Problem requirements
Would you set down the complete data below, exactly as shown?

Segment Open

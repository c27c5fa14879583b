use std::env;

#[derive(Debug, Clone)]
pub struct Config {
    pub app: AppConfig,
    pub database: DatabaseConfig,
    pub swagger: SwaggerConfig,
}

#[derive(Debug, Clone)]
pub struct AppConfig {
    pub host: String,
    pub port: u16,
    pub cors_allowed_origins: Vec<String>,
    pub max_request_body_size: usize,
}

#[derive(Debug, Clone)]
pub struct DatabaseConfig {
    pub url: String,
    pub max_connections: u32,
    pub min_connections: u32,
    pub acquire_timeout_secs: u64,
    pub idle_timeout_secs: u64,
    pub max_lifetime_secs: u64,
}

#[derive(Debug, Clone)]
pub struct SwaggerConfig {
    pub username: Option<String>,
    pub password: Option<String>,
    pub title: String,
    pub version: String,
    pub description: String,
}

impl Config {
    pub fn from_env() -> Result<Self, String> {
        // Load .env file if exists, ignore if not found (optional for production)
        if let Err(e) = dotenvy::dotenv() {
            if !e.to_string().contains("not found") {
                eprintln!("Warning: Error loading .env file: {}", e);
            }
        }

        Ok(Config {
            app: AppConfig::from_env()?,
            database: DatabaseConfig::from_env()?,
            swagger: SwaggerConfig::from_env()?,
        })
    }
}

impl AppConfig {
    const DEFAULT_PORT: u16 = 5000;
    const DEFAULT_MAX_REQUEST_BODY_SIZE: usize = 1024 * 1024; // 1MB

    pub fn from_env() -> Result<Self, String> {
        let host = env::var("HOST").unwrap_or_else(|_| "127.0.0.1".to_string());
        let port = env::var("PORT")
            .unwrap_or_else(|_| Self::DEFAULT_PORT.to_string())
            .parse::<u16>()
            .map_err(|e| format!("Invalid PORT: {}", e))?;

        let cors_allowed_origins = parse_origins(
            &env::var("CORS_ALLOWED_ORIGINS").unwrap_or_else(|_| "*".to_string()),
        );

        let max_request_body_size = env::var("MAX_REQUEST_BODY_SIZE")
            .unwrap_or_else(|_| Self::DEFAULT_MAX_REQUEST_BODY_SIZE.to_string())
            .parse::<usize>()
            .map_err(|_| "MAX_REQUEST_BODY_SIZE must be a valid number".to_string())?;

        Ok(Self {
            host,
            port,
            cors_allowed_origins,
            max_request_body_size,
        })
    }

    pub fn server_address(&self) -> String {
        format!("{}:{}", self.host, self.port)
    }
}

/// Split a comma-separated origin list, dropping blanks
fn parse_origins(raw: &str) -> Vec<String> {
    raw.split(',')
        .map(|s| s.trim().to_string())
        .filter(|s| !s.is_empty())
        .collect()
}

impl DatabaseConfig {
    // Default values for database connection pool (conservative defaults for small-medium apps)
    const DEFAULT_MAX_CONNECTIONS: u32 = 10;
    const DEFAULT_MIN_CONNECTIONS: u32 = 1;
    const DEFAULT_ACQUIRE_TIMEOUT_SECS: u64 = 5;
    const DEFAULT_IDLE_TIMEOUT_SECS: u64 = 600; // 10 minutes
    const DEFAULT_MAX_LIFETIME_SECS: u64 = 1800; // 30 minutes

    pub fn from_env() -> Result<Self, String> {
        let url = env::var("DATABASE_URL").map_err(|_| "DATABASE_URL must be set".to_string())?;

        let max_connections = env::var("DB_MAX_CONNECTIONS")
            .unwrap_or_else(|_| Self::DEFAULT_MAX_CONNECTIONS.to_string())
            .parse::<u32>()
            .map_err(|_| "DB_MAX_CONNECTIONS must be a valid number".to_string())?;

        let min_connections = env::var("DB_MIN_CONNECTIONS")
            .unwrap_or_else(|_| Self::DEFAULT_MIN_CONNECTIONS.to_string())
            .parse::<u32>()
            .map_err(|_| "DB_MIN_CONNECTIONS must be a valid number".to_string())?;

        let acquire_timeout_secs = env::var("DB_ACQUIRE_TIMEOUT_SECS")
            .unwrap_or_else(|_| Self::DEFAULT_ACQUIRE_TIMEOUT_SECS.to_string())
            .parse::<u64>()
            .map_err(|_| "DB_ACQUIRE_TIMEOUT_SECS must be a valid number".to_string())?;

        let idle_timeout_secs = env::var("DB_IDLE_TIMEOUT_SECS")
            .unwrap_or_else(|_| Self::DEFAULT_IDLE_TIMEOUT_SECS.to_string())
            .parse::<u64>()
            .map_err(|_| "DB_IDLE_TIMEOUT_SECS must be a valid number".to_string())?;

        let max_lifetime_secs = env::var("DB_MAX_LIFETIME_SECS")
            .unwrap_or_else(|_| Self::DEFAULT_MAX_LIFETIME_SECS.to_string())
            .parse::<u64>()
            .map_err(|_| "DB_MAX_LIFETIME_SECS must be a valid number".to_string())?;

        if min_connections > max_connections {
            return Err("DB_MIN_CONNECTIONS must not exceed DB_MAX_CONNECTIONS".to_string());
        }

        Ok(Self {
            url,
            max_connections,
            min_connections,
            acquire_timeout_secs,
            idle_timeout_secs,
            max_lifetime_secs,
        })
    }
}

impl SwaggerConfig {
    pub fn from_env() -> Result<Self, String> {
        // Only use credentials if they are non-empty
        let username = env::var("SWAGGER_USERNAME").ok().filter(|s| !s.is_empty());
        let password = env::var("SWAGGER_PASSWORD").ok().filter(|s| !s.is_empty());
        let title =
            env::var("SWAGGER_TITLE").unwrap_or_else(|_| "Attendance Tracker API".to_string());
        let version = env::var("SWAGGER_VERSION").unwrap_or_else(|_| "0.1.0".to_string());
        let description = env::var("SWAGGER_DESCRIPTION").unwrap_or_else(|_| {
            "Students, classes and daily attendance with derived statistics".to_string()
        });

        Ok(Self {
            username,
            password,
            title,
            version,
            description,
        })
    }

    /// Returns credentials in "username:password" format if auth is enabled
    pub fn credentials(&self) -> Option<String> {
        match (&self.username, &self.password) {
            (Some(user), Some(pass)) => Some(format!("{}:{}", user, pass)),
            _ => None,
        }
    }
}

Segment Closed

Task output
repository c27c5fa14879583b
use std::env;

#[derive(Debug, Clone)]
pub struct Config {
    pub app: AppConfig,
    pub database: DatabaseConfig,
    pub swagger: SwaggerConfig,
}

#[derive(Debug, Clone)]
pub struct AppConfig {
    pub host: String,
    pub port: u16,
    pub cors_allowed_origins: Vec<String>,
    pub max_request_body_size: usize,
}

#[derive(Debug, Clone)]
pub struct DatabaseConfig {
    pub url: String,
    pub max_connections: u32,
    pub min_connections: u32,
    pub acquire_timeout_secs: u64,
    pub idle_timeout_secs: u64,
    pub max_lifetime_secs: u64,
}

#[derive(Debug, Clone)]
pub struct SwaggerConfig {
    pub username: Option<String>,
    pub password: Option<String>,
    pub title: String,
    pub version: String,
    pub description: String,
}

impl Config {
    pub fn from_env() -> Result<Self, String> {
        // Load .env file if exists, ignore if not found (optional for production)
        if let Err(e) = dotenvy::dotenv() {
            if !e.to_string().contains("not found") {
                eprintln!("Warning: Error loading .env file: {}", e);
            }
        }

        Ok(Config {
            app: AppConfig::from_env()?,
            database: DatabaseConfig::from_env()?,
            swagger: SwaggerConfig::from_env()?,
        })
    }
}

impl AppConfig {
    const DEFAULT_PORT: u16 = 5000;
    const DEFAULT_MAX_REQUEST_BODY_SIZE: usize = 1024 * 1024; // 1MB

    pub fn from_env() -> Result<Self, String> {
        let host = env::var("HOST").unwrap_or_else(|_| "127.0.0.1".to_string());
        let port = env::var("PORT")
            .unwrap_or_else(|_| Self::DEFAULT_PORT.to_string())
            .parse::<u16>()
            .map_err(|e| format!("Invalid PORT: {}", e))?;

        let cors_allowed_origins = parse_origins(
            &env::var("CORS_ALLOWED_ORIGINS").unwrap_or_else(|_| "*".to_string()),
        );

        let max_request_body_size = env::var("MAX_REQUEST_BODY_SIZE")
            .unwrap_or_else(|_| Self::DEFAULT_MAX_REQUEST_BODY_SIZE.to_string())
            .parse::<usize>()
            .map_err(|_| "MAX_REQUEST_BODY_SIZE must be a valid number".to_string())?;

        Ok(Self {
            host,
            port,
            cors_allowed_origins,
            max_request_body_size,
        })
    }

    pub fn server_address(&self) -> String {
        format!("{}:{}", self.host, self.port)
    }
}

/// Split a comma-separated origin list, dropping blanks
fn parse_origins(raw: &str) -> Vec<String> {
    raw.split(',')
        .map(|s| s.trim().to_string())
        .filter(|s| !s.is_empty())
        .collect()
}

impl DatabaseConfig {
    // Default values for database connection pool (conservative defaults for small-medium apps)
    const DEFAULT_MAX_CONNECTIONS: u32 = 10;
    const DEFAULT_MIN_CONNECTIONS: u32 = 1;
    const DEFAULT_ACQUIRE_TIMEOUT_SECS: u64 = 5;
    const DEFAULT_IDLE_TIMEOUT_SECS: u64 = 600; // 10 minutes
    const DEFAULT_MAX_LIFETIME_SECS: u64 = 1800; // 30 minutes

    pub fn from_env() -> Result<Self, String> {
        let url = env::var("DATABASE_URL").map_err(|_| "DATABASE_URL must be set".to_string())?;

        let max_connections = env::var("DB_MAX_CONNECTIONS")
            .unwrap_or_else(|_| Self::DEFAULT_MAX_CONNECTIONS.to_string())
            .parse::<u32>()
            .map_err(|_| "DB_MAX_CONNECTIONS must be a valid number".to_string())?;

        let min_connections = env::var("DB_MIN_CONNECTIONS")
            .unwrap_or_else(|_| Self::DEFAULT_MIN_CONNECTIONS.to_string())
            .parse::<u32>()
            .map_err(|_| "DB_MIN_CONNECTIONS must be a valid number".to_string())?;

        let acquire_timeout_secs = env::var("DB_ACQUIRE_TIMEOUT_SECS")
            .unwrap_or_else(|_| Self::DEFAULT_ACQUIRE_TIMEOUT_SECS.to_string())
            .parse::<u64>()
            .map_err(|_| "DB_ACQUIRE_TIMEOUT_SECS must be a valid number".to_string())?;

        let idle_timeout_secs = env::var("DB_IDLE_TIMEOUT_SECS")
            .unwrap_or_else(|_| Self::DEFAULT_IDLE_TIMEOUT_SECS.to_string())
            .parse::<u64>()
            .map_err(|_| "DB_IDLE_TIMEOUT_SECS must be a valid number".to_string())?;

        let max_lifetime_secs = env::var("DB_MAX_LIFETIME_SECS")
            .unwrap_or_else(|_| Self::DEFAULT_MAX_LIFETIME_SECS.to_string())
            .parse::<u64>()
            .map_err(|_| "DB_MAX_LIFETIME_SECS must be a valid number".to_string())?;

        if min_connections > max_connections {
            return Err("DB_MIN_CONNECTIONS must not exceed DB_MAX_CONNECTIONS".to_string());
        }

        Ok(Self {
            url,
            max_connections,
            min_connections,
            acquire_timeout_secs,
            idle_timeout_secs,
            max_lifetime_secs,
        })
    }
}

impl SwaggerConfig {
    pub fn from_env() -> Result<Self, String> {
        // Only use credentials if they are non-empty
        let username = env::var("SWAGGER_USERNAME").ok().filter(|s| !s.is_empty());
        let password = env::var("SWAGGER_PASSWORD").ok().filter(|s| !s.is_empty());
        let title =
            env::var("SWAGGER_TITLE").unwrap_or_else(|_| "Attendance Tracker API".to_string());
        let version = env::var("SWAGGER_VERSION").unwrap_or_else(|_| "0.1.0".to_string());
        let description = env::var("SWAGGER_DESCRIPTION").unwrap_or_else(|_| {
            "Students, classes and daily attendance with derived statistics".to_string()
        });

        Ok(Self {
            username,
            password,
            title,
            version,
            description,
        })
    }

    /// Returns credentials in "username:password" format if auth is enabled
    pub fn credentials(&self) -> Option<String> {
        match (&self.username, &self.password) {
            (Some(user), Some(pass)) => Some(format!("{}:{}", user, pass)),
            _ => None,
        }
    }
}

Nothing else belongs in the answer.